Poor drainage in the city makes flooding a regular fact of Dhaka life. But the problem is rarely illustrated as vividly as it was on Tuesday, after thousands of sheep, goats and cows were slaughtered.
One of the two holiest events in the Muslim calendar, Eid al-Adha commemorates the willingness of the prophet Abraham to sacrifice his son at God’s request.
You know, that’s a terrible thing to commemorate. One, there’s the willingness to murder the child, and two, there’s the elevation of blind (and indeed horrific) obedience. It’s an abomination.
Authorities in Dhaka said they had established hundreds of designated sacrifice spots in the run-up to the festival to make it easier to clean away blood and animal carcasses.
Or maybe it would be better just not to “sacrifice” animals at all.
But local media said most residents eschewed the special areas, preferring to make sacrifices in their garages or on the streets outside their homes.
The result was a nightmarish blending of blood and water that filled streets and narrow lanes across Dhaka from Tuesday morning.
“I felt I was walking through a post-apocalyptic neighbourhood,” said Atish Saha, a Dhaka-based artist. “To be honest, I was scared. It was an image of mass violence that shouldn’t ever be experienced.”
Particularly jarring was said to be the sight of families, including infants, wading into the flood in celebratory “Eid day” moods. “It made me speechless,” he said.
Yay, blood and slaughter!
Some theologians try to make this a story against human sacrifice, but it doesn’t really wash. The take-home message is that you should be willing to kill your own child for holy reasons. Slitting the throat of a sinner seems pretty minor in comparison. And you get to practice killing something while feeling holy about it. I like Leonard Cohen’s telling of the story: https://www.youtube.com/watch?v=pjjaD8UD4J4
I like the idea of calling Abraham’s intention to kill his son an abomination a reversal (even though i don’t know what the word really means.).
There is a nobility of sorts in sacrificing in the name of some worthy goal, exemplified best I think in those medics that eschew a general practice or hospital job in a safe and wealthy nation, and work instead in some impoverished nation. But it doesn’t need to be something so notable as that, there are worthwhile sacrifices of a more mundane nature going on all the time. Many people sacrifice their own time for the sake of building a business, or sacrifice their job to salvage a relationship, or their money to give to charity…
People are doing this all the time, with some sort of tangible reward for someone or something, here on earth. Religious sacrifice on the other hand involves sacrificing something for the veneration of a deity that is claimed to be infinte and therefore doesn’t need shit, he just wants people to go without something in a fit of performative piety. It’s sacrifice still, but it’s a sacrifice for no practical gain anywhere.

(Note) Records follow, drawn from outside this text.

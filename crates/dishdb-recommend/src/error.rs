use thiserror::Error;

/// Reasons a recommendation request is rejected at the API/CLI boundary.
///
/// The search pipeline itself never fails; these exist so callers can report
/// a useful message instead of silently returning nothing.
#[derive(Debug, Error, PartialEq, Eq)]
pub enum RequestError {
    #[error("budget is required (e.g. \"300 MAD\")")]
    MissingBudget,

    #[error("invalid budget amount: \"{0}\"")]
    InvalidBudget(String),

    #[error("number of plates must be at least 1")]
    InvalidPlateCount,

    #[error("max results must be at least 1")]
    InvalidMaxResults,

    #[error("unknown algorithm \"{0}\"; expected exact, optimized or greedy")]
    UnknownStrategy(String),
}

And another horrifying aspect of all this is that random people take their hand to the job of animal slaughter, without having any skill at it. I briefly watched some of the footage linked to in the prior post on this topic, and was taken aback by the sheer amateurish slaughter method: restrain the animal, then nervously peck at its throat with a knife until it is debilitated enough that the person has a surge of bravery enough to step in and finally finish the creature off.
Amateur slaughter is quite simply torture.
How much blood? My first thought was that it might be iron oxide from local soil runoff. But the color isn’t right for that.
In how many years has an equal torrent of blood been shed, without being spread by rain? The possible health hazards must have been nearly as great.